They find Bianca dead on the riverbank. Two members of the War Effort drag her from the water and place her arms at her sides, rest her head on a rock. The members stare. She’s covered in blue ink, random letters they can’t form into words. When they tell Thaddeus, the smell of mint leaves is so strong it turns the windows in town green and the clouds look like moss.
Thaddeus tries to decipher the words, hopes for a complete sentence. He sends a messenger for the Professor.
The only word the Professor can make out is OWLS.
You should know that I would like to join the war against February, says the Professor.
Fine, says Thaddeus, buttoning his coat.
In a few days you should call a meeting. There is something you need to see, the Professor says. It’s a tactic against February. I think it could help.
Very well, says Thaddeus. A meeting tomorrow at my home. Good-bye.
The Professor’s plan for light boxes was a mess of equations and diagrams nearly three hundred parchment sheets long. He didn’t sleep for days, using Thaddeus’s workshop to construct the first light box. When the pounding of metal, the sawing of wood, the breaking of glass, the tearing of paper stopped on the night of the fifth day, he emerged with his face covered in black grease and arms bloodied.
It’s finished, he told Thaddeus. He picked glass from his knuckles with his teeth and spit them out. Let’s begin the meeting so I can explain the effectiveness of light boxes.

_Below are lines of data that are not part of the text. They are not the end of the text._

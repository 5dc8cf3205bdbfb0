//! The relay context and its single-threaded reactor.
//!
//! One `Poll` instance drives everything: the ingress UDP socket, the egress
//! UDP socket (armed only while flushes are queued), every host's probe
//! watcher, the signal source, and a waker for cross-thread shutdown. The
//! flush and health periodics are poll-timeout deadlines rather than timer
//! fds, fired after each event batch. All mutation happens on the reactor
//! thread; the only cross-thread traffic is the resolver's single-slot
//! address handoff.

use std::io;
use std::net::{Ipv4Addr, SocketAddr};
use std::sync::atomic::{AtomicBool, Ordering};
use std::sync::Arc;
use std::thread::JoinHandle;
use std::time::{Duration, Instant};

use crossbeam_channel::{bounded, Receiver, Sender};
use mio::net::UdpSocket;
use mio::{Events, Interest, Poll, Registry, Token, Waker};
use signal_hook::consts::{SIGHUP, SIGINT};
use signal_hook_mio::v1_0::Signals;
use thiserror::Error;
use tracing::{debug, error, info, trace, warn};

use crate::config::Config;
use crate::downstream::HostSet;
use crate::egress::{Aggregator, EgressSocket, DOWNSTREAM_BUF_SIZE};
use crate::slot::MAX_COUNTER_LENGTH;

const INGRESS: Token = Token(0);
const EGRESS: Token = Token(1);
const WAKER: Token = Token(2);
const SIGNALS: Token = Token(3);
// Probe tokens are allocated upward from here, one per host for its
// lifetime.
const FIRST_PROBE_TOKEN: usize = 16;

// Scratch buffer for one ingress datagram; one byte is reserved for the
// newline appended to unterminated packets.
const DATA_BUF_SIZE: usize = 4096;

/// Errors that can occur while bringing the relay up.
#[derive(Debug, Error)]
pub enum RelayError {
    /// The ingress socket could not be bound.
    #[error("failed to bind ingress socket on port {port}: {source}")]
    BindIngress {
        /// The configured data port.
        port: u16,
        /// Underlying I/O error.
        source: io::Error,
    },

    /// The configured downstream hostname did not resolve at startup.
    #[error("failed to resolve downstream host \"{host}\": {source}")]
    ResolveDownstream {
        /// The configured hostname.
        host: String,
        /// Underlying resolution error.
        source: io::Error,
    },

    /// Reactor plumbing (poll, waker, registrations, egress socket) failed.
    #[error("event loop setup failed: {0}")]
    Setup(#[from] io::Error),
}

/// Cross-thread control for a running relay.
#[derive(Clone)]
pub struct Handle {
    shutdown: Arc<AtomicBool>,
    waker: Arc<Waker>,
    addr_tx: Sender<Vec<Ipv4Addr>>,
}

impl Handle {
    /// Asks the reactor to stop; `Relay::run` returns after the current
    /// event batch.
    pub fn shutdown(&self) {
        self.shutdown.store(true, Ordering::Release);
        let _ = self.waker.wake();
    }

    /// Publishes a fresh downstream address set through the same single-slot
    /// handoff the resolver ticker uses. Returns `false` when the previous
    /// set has not been consumed yet.
    pub fn update_downstreams(&self, addrs: Vec<Ipv4Addr>) -> bool {
        self.addr_tx.try_send(addrs).is_ok()
    }
}

/// The aggregating relay: all state owned by the reactor thread.
pub struct Relay {
    poll: Poll,
    registry: Registry,
    waker: Arc<Waker>,
    shutdown: Arc<AtomicBool>,
    signals: Option<Signals>,

    ingress: UdpSocket,
    egress: EgressSocket,
    egress_armed: bool,
    aggregator: Aggregator,
    hosts: HostSet,

    addr_tx: Sender<Vec<Ipv4Addr>>,
    addr_rx: Receiver<Vec<Ipv4Addr>>,
    _resolver: Option<JoinHandle<()>>,

    flush_interval: Duration,
    health_interval: Duration,
}

impl Relay {
    /// Binds the sockets, resolves the downstream once, and spawns the
    /// refresh ticker when the downstream is a hostname rather than a
    /// literal address.
    pub fn new(config: &Config) -> Result<Relay, RelayError> {
        let poll = Poll::new()?;
        let registry = poll.registry().try_clone()?;
        let waker = Arc::new(Waker::new(poll.registry(), WAKER)?);

        let mut ingress =
            UdpSocket::bind(SocketAddr::from((Ipv4Addr::UNSPECIFIED, config.data_port)))
                .map_err(|source| RelayError::BindIngress { port: config.data_port, source })?;
        registry.register(&mut ingress, INGRESS, Interest::READABLE)?;

        let egress = EgressSocket::open()?;

        let (addr_tx, addr_rx) = bounded(1);
        let resolver = match config.downstream.host.parse::<Ipv4Addr>() {
            Ok(addr) => {
                // Literal downstream address: seed the host set once, no
                // refresh thread.
                let _ = addr_tx.try_send(vec![addr]);
                None
            }
            Err(_) => {
                let initial = crate::resolver::resolve_ipv4(&config.downstream.host).map_err(
                    |source| RelayError::ResolveDownstream {
                        host: config.downstream.host.clone(),
                        source,
                    },
                )?;
                let _ = addr_tx.try_send(initial);
                Some(crate::resolver::spawn(
                    config.downstream.host.clone(),
                    config.dns_refresh_interval,
                    addr_tx.clone(),
                )?)
            }
        };

        Ok(Relay {
            poll,
            registry,
            waker,
            shutdown: Arc::new(AtomicBool::new(false)),
            signals: None,
            ingress,
            egress,
            egress_armed: false,
            aggregator: Aggregator::new(),
            hosts: HostSet::new(
                config.downstream.data_port,
                config.downstream.health_port,
                FIRST_PROBE_TOKEN,
            ),
            addr_tx,
            addr_rx,
            _resolver: resolver,
            flush_interval: config.flush_interval,
            health_interval: config.health_check_interval,
        })
    }

    /// The bound ingress address, useful when the configured port was 0.
    pub fn ingress_addr(&self) -> io::Result<SocketAddr> {
        self.ingress.local_addr()
    }

    /// A control handle for this relay.
    pub fn handle(&self) -> Handle {
        Handle {
            shutdown: Arc::clone(&self.shutdown),
            waker: Arc::clone(&self.waker),
            addr_tx: self.addr_tx.clone(),
        }
    }

    /// Routes SIGHUP and SIGINT through the reactor. SIGHUP is logged and
    /// ignored; SIGINT makes `run` return.
    pub fn watch_signals(&mut self) -> io::Result<()> {
        let mut signals = Signals::new([SIGHUP, SIGINT])?;
        self.registry.register(&mut signals, SIGNALS, Interest::READABLE)?;
        self.signals = Some(signals);
        Ok(())
    }

    /// Runs the reactor until shutdown is requested or SIGINT arrives.
    pub fn run(&mut self) -> io::Result<()> {
        let mut events = Events::with_capacity(256);
        let mut next_flush = Instant::now() + self.flush_interval;
        let mut next_health = Instant::now() + self.health_interval;

        loop {
            if self.shutdown.load(Ordering::Acquire) {
                info!("shutdown requested");
                return Ok(());
            }

            let timeout = next_flush
                .min(next_health)
                .saturating_duration_since(Instant::now());
            if let Err(e) = self.poll.poll(&mut events, Some(timeout)) {
                if e.kind() == io::ErrorKind::Interrupted {
                    continue;
                }
                return Err(e);
            }

            for event in events.iter() {
                match event.token() {
                    INGRESS => self.drain_ingress(),
                    EGRESS => self.drain_egress(),
                    WAKER => {}
                    SIGNALS => {
                        if self.handle_signals() {
                            return Ok(());
                        }
                    }
                    token => {
                        if let Some(host) = self.hosts.by_token(token) {
                            host.on_probe_ready(
                                &self.registry,
                                event.is_readable(),
                                event.is_writable(),
                            );
                        }
                    }
                }
            }

            let now = Instant::now();
            if now >= next_flush {
                if self.aggregator.active_len() > 0 {
                    self.rotate_window();
                }
                next_flush = now + self.flush_interval;
            }
            if now >= next_health {
                self.health_tick();
                next_health = now + self.health_interval;
            }
        }
    }

    // Reads every queued ingress datagram; mio readiness is edge-triggered.
    fn drain_ingress(&mut self) {
        let mut buf = [0u8; DATA_BUF_SIZE];
        loop {
            match self.ingress.recv_from(&mut buf[..DATA_BUF_SIZE - 1]) {
                Ok((0, _)) => {}
                Ok((len, _)) => {
                    let len = if buf[len - 1] == b'\n' {
                        len
                    } else {
                        buf[len] = b'\n';
                        len + 1
                    };
                    trace!(packet = %String::from_utf8_lossy(&buf[..len]), "received packet");
                    self.ingest(&buf[..len]);
                }
                Err(e) if e.kind() == io::ErrorKind::WouldBlock => break,
                Err(e) if e.kind() == io::ErrorKind::Interrupted => {}
                Err(e) => {
                    warn!(error = %e, "ingress read failed");
                    break;
                }
            }
        }
    }

    fn ingest(&mut self, data: &[u8]) {
        for line in data.split_inclusive(|&b| b == b'\n') {
            let len = line.len();
            // The lower bound rejects anything shorter than a minimal
            // metric; the upper bound keeps headroom for a counter that
            // re-serializes longer than it was sampled.
            if len > 6 && len < DOWNSTREAM_BUF_SIZE - MAX_COUNTER_LENGTH {
                self.aggregator.ingest_line(line);
            } else {
                error!(
                    line = %String::from_utf8_lossy(line.strip_suffix(b"\n").unwrap_or(line)),
                    length = len.saturating_sub(1),
                    "invalid metric line length"
                );
            }
        }
        self.sync_egress();
    }

    // Flush periodic: rotate the window if it holds anything.
    fn rotate_window(&mut self) {
        self.aggregator.flush_window();
        self.sync_egress();
    }

    // Arms the egress socket whenever flushes are queued and the watcher is
    // not already up.
    fn sync_egress(&mut self) {
        if self.aggregator.has_pending() && !self.egress_armed {
            self.arm_egress();
        }
    }

    fn arm_egress(&mut self) {
        if self.egress.needs_rotation() {
            // Bound the lifetime of any single ephemeral source port.
            match EgressSocket::open() {
                Ok(fresh) => {
                    self.egress = fresh;
                    trace!("rotated egress socket");
                }
                Err(e) => error!(error = %e, "failed to replace egress socket"),
            }
        }
        match self.registry.register(self.egress.source_mut(), EGRESS, Interest::WRITABLE) {
            Ok(()) => self.egress_armed = true,
            Err(e) => error!(error = %e, "failed to arm egress socket"),
        }
    }

    fn disarm_egress(&mut self) {
        if !self.egress_armed {
            return;
        }
        if let Err(e) = self.registry.deregister(self.egress.source_mut()) {
            error!(error = %e, "failed to disarm egress socket");
        }
        self.egress_armed = false;
    }

    // Writable egress socket: send every queued flush, selecting the
    // downstream anew for each datagram. Sends are best effort; an error
    // consumes the buffer and is not retried.
    fn drain_egress(&mut self) {
        while self.aggregator.has_pending() {
            let Some(target) = self.hosts.select_next_alive() else {
                error!("no healthy downstream hosts");
                self.disarm_egress();
                return;
            };
            debug!(host = %target.ip(), "flushing");
            let result = match self.aggregator.pending_datagram() {
                Some(datagram) => self.egress.send_to(datagram, target),
                None => break,
            };
            match result {
                Err(e) if e.kind() == io::ErrorKind::WouldBlock => return,
                Err(e) => {
                    warn!(error = %e, "sendto failed");
                    self.aggregator.consume_datagram();
                }
                Ok(_) => self.aggregator.consume_datagram(),
            }
        }
        self.disarm_egress();
    }

    // Health periodic: fold in any freshly resolved address set, then kick
    // every host's probe.
    fn health_tick(&mut self) {
        if let Ok(addrs) = self.addr_rx.try_recv() {
            self.hosts.reconcile(&self.registry, &addrs);
        }
        trace!(hosts = self.hosts.len(), "probing downstream health");
        for host in self.hosts.iter_mut() {
            host.start_probe(&self.registry);
        }
    }

    // Returns true when the process should exit.
    fn handle_signals(&mut self) -> bool {
        let Some(signals) = self.signals.as_mut() else {
            return false;
        };
        for signal in signals.pending() {
            match signal {
                SIGHUP => info!("sighup received"),
                SIGINT => {
                    info!("sigint received");
                    return true;
                }
                _ => {}
            }
        }
        false
    }
}

#[cfg(test)]
mod tests {
    use std::time::Duration;

    use crate::config::{Config, DownstreamSpec, LogLevel};

    use super::*;

    fn config() -> Config {
        Config {
            data_port: 0,
            flush_interval: Duration::from_millis(100),
            log_level: LogLevel::Error,
            dns_refresh_interval: Duration::from_secs(60),
            health_check_interval: Duration::from_millis(50),
            downstream: DownstreamSpec {
                host: "127.0.0.1".to_string(),
                data_port: 9,
                health_port: 9,
            },
        }
    }

    #[test]
    fn literal_downstreams_do_not_spawn_a_resolver() {
        let relay = Relay::new(&config()).unwrap();
        assert!(relay._resolver.is_none());
        assert_eq!(relay.addr_rx.len(), 1);
    }

    #[test]
    fn ingress_binds_an_ephemeral_port_for_port_zero() {
        let relay = Relay::new(&config()).unwrap();
        assert_ne!(relay.ingress_addr().unwrap().port(), 0);
    }

    #[test]
    fn shutdown_handle_stops_the_reactor() {
        let mut relay = Relay::new(&config()).unwrap();
        let handle = relay.handle();
        let runner = std::thread::spawn(move || relay.run());
        std::thread::sleep(Duration::from_millis(150));
        handle.shutdown();
        runner.join().unwrap().unwrap();
    }

    #[test]
    fn handle_reports_handoff_backpressure() {
        let relay = Relay::new(&config()).unwrap();
        let handle = relay.handle();
        // The startup seed still occupies the slot.
        assert!(!handle.update_downstreams(vec![Ipv4Addr::LOCALHOST]));
    }
}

The War Effort gathered. They watched the Professor lift the light box over his head and set it down until it was tight against his shoulders. In his right hand he held a dented metal box that had a cord attached. Lifting the metal box, he said in a muffled voice, Now, this is the power supply that when switched will simulate the light of the sun which we haven’t seen in a year. The light box itself was constructed of wood fastened at odd angles with metal clamps, except for the front, which was a panel of glass. The top of the glass was where the light was going to shine — bulbs, the Professor called them. As he toggled the switch, everyone could see the sadness and frustration in his face, his eyes looking up at the bulbs as his head jerked from side to side. The switch clicked uselessly. He violently shook the metal box. He clutched the sides of his head and lost his balance a little.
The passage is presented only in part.